If you were in the same room as Klay Thompson, Andre Iguodala or Shaun Livingston, it was easy to mistake Green for his team’s overall defensive excellence. I’m not going to say it anymore. It’s been obvious to anyone who’s been paying attention for some time now that he’s a force to be reckoned with.


Golden State’s defense is led by Green, just like the offense is led by Curry. It’s not out of the question to think that he could help any club, regardless of their roster or style of play, achieve above-average defense in the playoffs.

That alone justifies Green’s alleged desire to sign a contract with the highest level of compensation. But he has the same effect on offense as he does on defense, just in the opposite direction.

A few minutes into the fourth quarter of Game 4 at TD Garden, Kerr benched Green in favor of Poole and Kevon Looney, a move that became legend when the Warriors went on to win the game. When the game was over, he returned to the field and grabbed an important offensive rebound before hitting Looney for a dump-off layup.


Even so, it wasn’t a mystery why Kerr benched Green while his team’s championship hopes were in jeopardy. All series, the Celtics dared Green to shoot and eat up space off the dribble, which resulted in a horrendous collection of missed shots, futile attempts at the rim, and careless turnovers.

Draymond Green scored 6.2 points per game on 43.5 percent shooting in the paint and 2-of-16 from outside the arc against the Celtics, averaging a double-double. Green’s offensive game improved after Kerr reduced his role, running less offense through Green from the top of the floor and encouraged him to exploit space on the catch by instantly charging into dribble hand-offs and quick-hitting ball screens rather than go for his own shot.

The data is in line with the results of the eye test as well. According to, the Warriors’ offensive rating against the Celtics was 112.3 when Curry and Green were on the court, but it dropped to a pitiful 90.9 when Curry, the reigning Finals MVP, was sitting on the bench. Green’s previously strong assist totals plummeted in his absence, and his shooting dropped even further.

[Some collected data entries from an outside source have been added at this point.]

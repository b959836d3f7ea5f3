// Copyright (C) 2026  Caprica Software Limited
//
// This program is free software: you can redistribute it and/or modify
// it under the terms of the GNU General Public License as published by
// the Free Software Foundation, either version 3 of the License, or
// (at your option) any later version.
//
// This program is distributed in the hope that it will be useful,
// but WITHOUT ANY WARRANTY; without even the implied warranty of
// MERCHANTABILITY or FITNESS FOR A PARTICULAR PURPOSE.  See the
// GNU General Public License for more details.
//
// You should have received a copy of the GNU General Public License
// along with this program.  If not, see <https://www.gnu.org/licenses/>.

//! Common utilities and helper functions.
//!
//! This module provides shared logic used across the application to handle
//! data transformation and environment interactions.
//!
//! # Sub-modules
//!
//! * [`format`]: Logic for converting raw data into human-readable strings for
//!   the UI.
//! * [`term`]: Low-level utilities for interacting with the terminal
//!   emulator, such as background colour control.

pub mod format;
pub mod term;
#[tokio::test(flavor = "multi_thread")]
async fn upload_from_a_playlist_adds_the_song_to_it() {
    let fixture = memory_library().await;
    let library = fixture.library.as_ref();
    let a = add_song(library, "A", "One").await;
    let mix = playlist_with(library, "Mix", &[&a]).await;

    let dir = TempDir::new().unwrap();
    let source_dir = TempDir::new().unwrap();
    let source = source_dir.path().join("fresh.mp3");
    std::fs::write(&source, b"not really audio").unwrap();

    let (context, mut event_rx) = view_context(fixture.library.clone(), dir.path());
    let mut views = ViewManager::new(context);

    views.navigate_to(Route::Playlist {
        id: mix.id,
        name: mix.title.clone(),
    });
    settle(&mut views, &mut event_rx).await;

    assert_eq!(views.handle_key(key(KeyCode::Char('u'))), KeyOutcome::Consumed);
    assert!(views.has_modal());

    type_text(&mut views, &source.to_string_lossy());
    views.handle_key(key(KeyCode::Enter));
    assert!(!views.has_modal());

    settle(&mut views, &mut event_rx).await;

    let titles: Vec<&str> = playlist_view(&views).rows().iter().map(|r| r.song.title.as_str()).collect();
    assert_eq!(titles, vec!["A", "fresh"]);

    let members = fixture.library.get_songs_in_playlist(mix.id).await.unwrap();
    assert_eq!(members.len(), 2);
    assert!(std::path::Path::new(&members[1].path).starts_with(dir.path()));
    assert!(std::path::Path::new(&members[1].path).exists());
}

#[tokio::test(flavor = "multi_thread")]
async fn subtitle_modal_attaches_subtitles_to_the_selected_song() {
    let fixture = memory_library().await;
    let library = fixture.library.as_ref();
    let a = add_song(library, "A", "One").await;
    let mix = playlist_with(library, "Mix", &[&a]).await;

    let dir = TempDir::new().unwrap();
    let (context, mut event_rx) = view_context(fixture.library.clone(), dir.path());
    let mut views = ViewManager::new(context);

    views.navigate_to(Route::Playlist {
        id: mix.id,
        name: mix.title.clone(),
    });
    settle(&mut views, &mut event_rx).await;

    assert_eq!(views.handle_key(key(KeyCode::Char('t'))), KeyOutcome::Consumed);
    assert!(views.has_modal());

    type_text(&mut views, "en");
    views.handle_key(key(KeyCode::Tab));
    type_text(&mut views, "/subs/a.srt");
    views.handle_key(key(KeyCode::Enter));
    assert!(!views.has_modal());

    settle(&mut views, &mut event_rx).await;

    let expected = format!("Added en subtitles to song {}", a.id);
    assert_eq!(playlist_view(&views).notice(), Some(expected.as_str()));

    let subtitles = fixture.library.get_subtitles_for_song(a.id).await.unwrap();
    assert_eq!(subtitles.len(), 1);
    assert_eq!(subtitles[0].language, "en");
    assert_eq!(subtitles[0].path, "/subs/a.srt");
}

#[tokio::test(flavor = "multi_thread")]
async fn grid_queues_the_selected_playlist() {
    let fixture = memory_library().await;
    let library = fixture.library.as_ref();
    let a = add_song(library, "A", "One").await;
    let road_trip = playlist_with(library, "Road Trip", &[&a]).await;

    let dir = TempDir::new().unwrap();
    let (context, mut event_rx) = view_context(fixture.library.clone(), dir.path());
    let mut views = ViewManager::new(context);

    views.navigate_to(Route::Grid);
    settle(&mut views, &mut event_rx).await;

    assert_eq!(
        views.handle_key(key(KeyCode::Char('p'))),
        KeyOutcome::Action(ViewAction::QueuePlaylist(PlaylistId::ALL_SONGS))
    );

    views.handle_key(key(KeyCode::Right));
    assert_eq!(
        views.handle_key(key(KeyCode::Char('p'))),
        KeyOutcome::Action(ViewAction::QueuePlaylist(road_trip.id))
    );
}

Just because Green’s Finals offensive utility was related to Curry doesn’t mean he’s a bad player. Even while Kevin Durant was playing in the Bay Area, the Warriors were unable to put up league-average offensive numbers with Curry sitting on the bench throughout the Kerr era. Curry is the league’s best offensive facilitator, and it’s not even close.

While Green relies on Curry’s unparalleled gravity, other players like Durant, Wiggins, Thompson, and Poole don’t. With Curry, Green’s passing and screening skills are magnified while the reverberations of his shooting and finishing problems are minimized. He is more like Looney or the deceased Gary Payton II in that respect.

As good as Steph Curry is, Draymond Green would not be in the position he is today to make these extremely high-level playmaking reads.


When he isn’t running screening action with a guard who has two defenders on the ball, what happens to Green as a short-roll playmaker? How many of Green’s normal passing windows would be gone if he played for a team that didn’t get the vast majority of its offense from cuts? Without shooters like Curry, Thompson, and Poole to create defensive terror, would he be such a destructive transition engine?

Green’s worth to the Warriors is clear from the replies, which are as relevant to the NBA as they are to any other team’s.

Golden State should re-sign Draymond Green to a long-term contract extension because of his contributions to the team thus far and the potential for future championship success. In the event that the company refuses to meet his demands for a new contract next week or an extension this week, he won’t be able to take his hard-earned value to the open market.


He’s not a top-tier player for any other squad.

At 32, Green is plainly nearing the end of a career that has been bolstered by one of the best offensive players in league history. Green’s past successes don’t carry the same clout with the rest of the league. His Hall of Fame credentials are unaffected by these acknowledgments, and they do not diminish his stature in the league’s historical defensive hierarchy.

It would be prudent for Draymond Green, who is known for his smugness, to put the Warriors’ contract negotiations in the back of his mind should he ever consider leaving the team.